[Stored items from a collection]
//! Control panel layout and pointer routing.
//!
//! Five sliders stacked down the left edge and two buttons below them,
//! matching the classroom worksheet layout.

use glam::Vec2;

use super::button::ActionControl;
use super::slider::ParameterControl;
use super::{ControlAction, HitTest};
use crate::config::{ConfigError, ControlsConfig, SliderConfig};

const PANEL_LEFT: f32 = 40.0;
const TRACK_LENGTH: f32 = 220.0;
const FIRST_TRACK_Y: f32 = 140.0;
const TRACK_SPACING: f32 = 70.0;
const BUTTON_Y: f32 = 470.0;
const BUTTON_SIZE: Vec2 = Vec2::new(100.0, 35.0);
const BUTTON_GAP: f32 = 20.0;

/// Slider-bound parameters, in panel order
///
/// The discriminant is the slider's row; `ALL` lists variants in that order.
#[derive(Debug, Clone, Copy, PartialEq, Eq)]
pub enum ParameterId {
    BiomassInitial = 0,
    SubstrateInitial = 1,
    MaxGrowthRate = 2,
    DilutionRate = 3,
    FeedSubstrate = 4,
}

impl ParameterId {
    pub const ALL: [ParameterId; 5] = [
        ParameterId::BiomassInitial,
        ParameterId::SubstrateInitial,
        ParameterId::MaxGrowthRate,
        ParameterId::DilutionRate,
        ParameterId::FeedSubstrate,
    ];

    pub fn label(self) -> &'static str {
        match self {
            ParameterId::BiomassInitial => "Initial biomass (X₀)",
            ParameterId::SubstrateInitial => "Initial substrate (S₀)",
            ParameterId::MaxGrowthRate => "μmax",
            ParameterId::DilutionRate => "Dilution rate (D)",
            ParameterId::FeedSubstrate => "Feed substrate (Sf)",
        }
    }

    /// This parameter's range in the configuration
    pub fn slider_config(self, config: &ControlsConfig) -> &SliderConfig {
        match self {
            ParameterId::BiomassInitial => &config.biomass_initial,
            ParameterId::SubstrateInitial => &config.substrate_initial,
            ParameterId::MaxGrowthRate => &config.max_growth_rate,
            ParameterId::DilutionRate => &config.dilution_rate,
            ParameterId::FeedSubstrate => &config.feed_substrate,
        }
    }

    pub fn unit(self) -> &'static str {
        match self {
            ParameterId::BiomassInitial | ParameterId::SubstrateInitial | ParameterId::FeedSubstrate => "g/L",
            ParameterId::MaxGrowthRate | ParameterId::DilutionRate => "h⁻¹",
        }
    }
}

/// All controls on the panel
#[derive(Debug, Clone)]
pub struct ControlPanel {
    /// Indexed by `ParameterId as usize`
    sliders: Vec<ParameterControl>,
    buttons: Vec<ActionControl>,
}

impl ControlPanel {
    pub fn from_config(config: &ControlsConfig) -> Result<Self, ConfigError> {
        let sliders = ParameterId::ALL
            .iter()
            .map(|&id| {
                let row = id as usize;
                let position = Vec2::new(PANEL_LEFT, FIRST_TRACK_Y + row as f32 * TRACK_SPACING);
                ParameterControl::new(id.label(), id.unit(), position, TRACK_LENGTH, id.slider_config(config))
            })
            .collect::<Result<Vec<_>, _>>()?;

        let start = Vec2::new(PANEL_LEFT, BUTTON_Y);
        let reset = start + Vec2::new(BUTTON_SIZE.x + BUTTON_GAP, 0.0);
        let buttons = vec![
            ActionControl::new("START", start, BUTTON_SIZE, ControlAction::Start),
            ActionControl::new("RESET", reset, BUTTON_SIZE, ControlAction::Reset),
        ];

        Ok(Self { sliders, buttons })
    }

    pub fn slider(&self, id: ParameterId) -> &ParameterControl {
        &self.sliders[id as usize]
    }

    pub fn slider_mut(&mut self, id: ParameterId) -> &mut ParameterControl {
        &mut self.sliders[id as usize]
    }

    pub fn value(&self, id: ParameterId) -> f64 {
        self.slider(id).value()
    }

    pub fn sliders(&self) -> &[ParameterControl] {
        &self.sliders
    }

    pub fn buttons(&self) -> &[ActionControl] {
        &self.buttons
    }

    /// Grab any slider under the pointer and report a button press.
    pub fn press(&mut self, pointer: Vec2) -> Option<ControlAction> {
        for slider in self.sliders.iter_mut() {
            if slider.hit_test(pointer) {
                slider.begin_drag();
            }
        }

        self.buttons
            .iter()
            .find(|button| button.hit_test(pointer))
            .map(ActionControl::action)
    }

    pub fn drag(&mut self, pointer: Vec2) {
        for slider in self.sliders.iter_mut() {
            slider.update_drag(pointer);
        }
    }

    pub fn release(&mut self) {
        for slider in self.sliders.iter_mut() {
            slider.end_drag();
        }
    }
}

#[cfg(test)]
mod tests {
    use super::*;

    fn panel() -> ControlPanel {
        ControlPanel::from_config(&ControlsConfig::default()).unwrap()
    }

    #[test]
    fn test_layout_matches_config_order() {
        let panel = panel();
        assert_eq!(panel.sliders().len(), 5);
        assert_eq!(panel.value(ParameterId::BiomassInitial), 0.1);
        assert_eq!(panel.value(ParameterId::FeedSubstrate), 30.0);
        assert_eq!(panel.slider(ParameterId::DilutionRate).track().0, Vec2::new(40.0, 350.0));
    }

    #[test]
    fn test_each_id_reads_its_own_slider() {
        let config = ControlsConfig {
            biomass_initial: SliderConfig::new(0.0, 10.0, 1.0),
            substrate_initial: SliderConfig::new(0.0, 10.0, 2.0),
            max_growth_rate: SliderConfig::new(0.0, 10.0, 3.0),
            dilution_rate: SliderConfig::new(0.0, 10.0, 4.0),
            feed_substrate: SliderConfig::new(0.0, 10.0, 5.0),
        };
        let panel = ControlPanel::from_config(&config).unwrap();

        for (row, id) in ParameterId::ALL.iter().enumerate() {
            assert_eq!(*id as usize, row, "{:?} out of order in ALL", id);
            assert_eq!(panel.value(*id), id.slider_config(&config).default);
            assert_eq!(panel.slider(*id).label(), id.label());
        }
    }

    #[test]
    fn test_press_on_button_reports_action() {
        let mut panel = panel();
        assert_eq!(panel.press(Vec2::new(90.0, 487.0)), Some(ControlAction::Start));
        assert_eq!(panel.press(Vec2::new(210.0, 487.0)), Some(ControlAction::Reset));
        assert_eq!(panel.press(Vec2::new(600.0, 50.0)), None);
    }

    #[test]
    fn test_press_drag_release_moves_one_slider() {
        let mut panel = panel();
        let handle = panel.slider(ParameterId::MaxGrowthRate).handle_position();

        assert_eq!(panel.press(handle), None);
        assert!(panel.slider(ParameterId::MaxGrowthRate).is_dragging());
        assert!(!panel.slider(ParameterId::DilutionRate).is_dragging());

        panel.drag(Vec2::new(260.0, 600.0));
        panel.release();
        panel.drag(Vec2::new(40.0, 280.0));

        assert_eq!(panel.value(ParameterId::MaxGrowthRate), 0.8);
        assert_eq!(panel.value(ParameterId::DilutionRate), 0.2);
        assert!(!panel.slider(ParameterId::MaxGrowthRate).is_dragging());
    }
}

**Task brief:**
Output exactly what runs from the line with "assert_eq!(panel.value(ParameterId::MaxGrowthRate), 0.8);" to the final line above, both lines included, and nothing else.

**Response box:**
        assert_eq!(panel.value(ParameterId::MaxGrowthRate), 0.8);
        assert_eq!(panel.value(ParameterId::DilutionRate), 0.2);
        assert!(!panel.slider(ParameterId::MaxGrowthRate).is_dragging());
    }
}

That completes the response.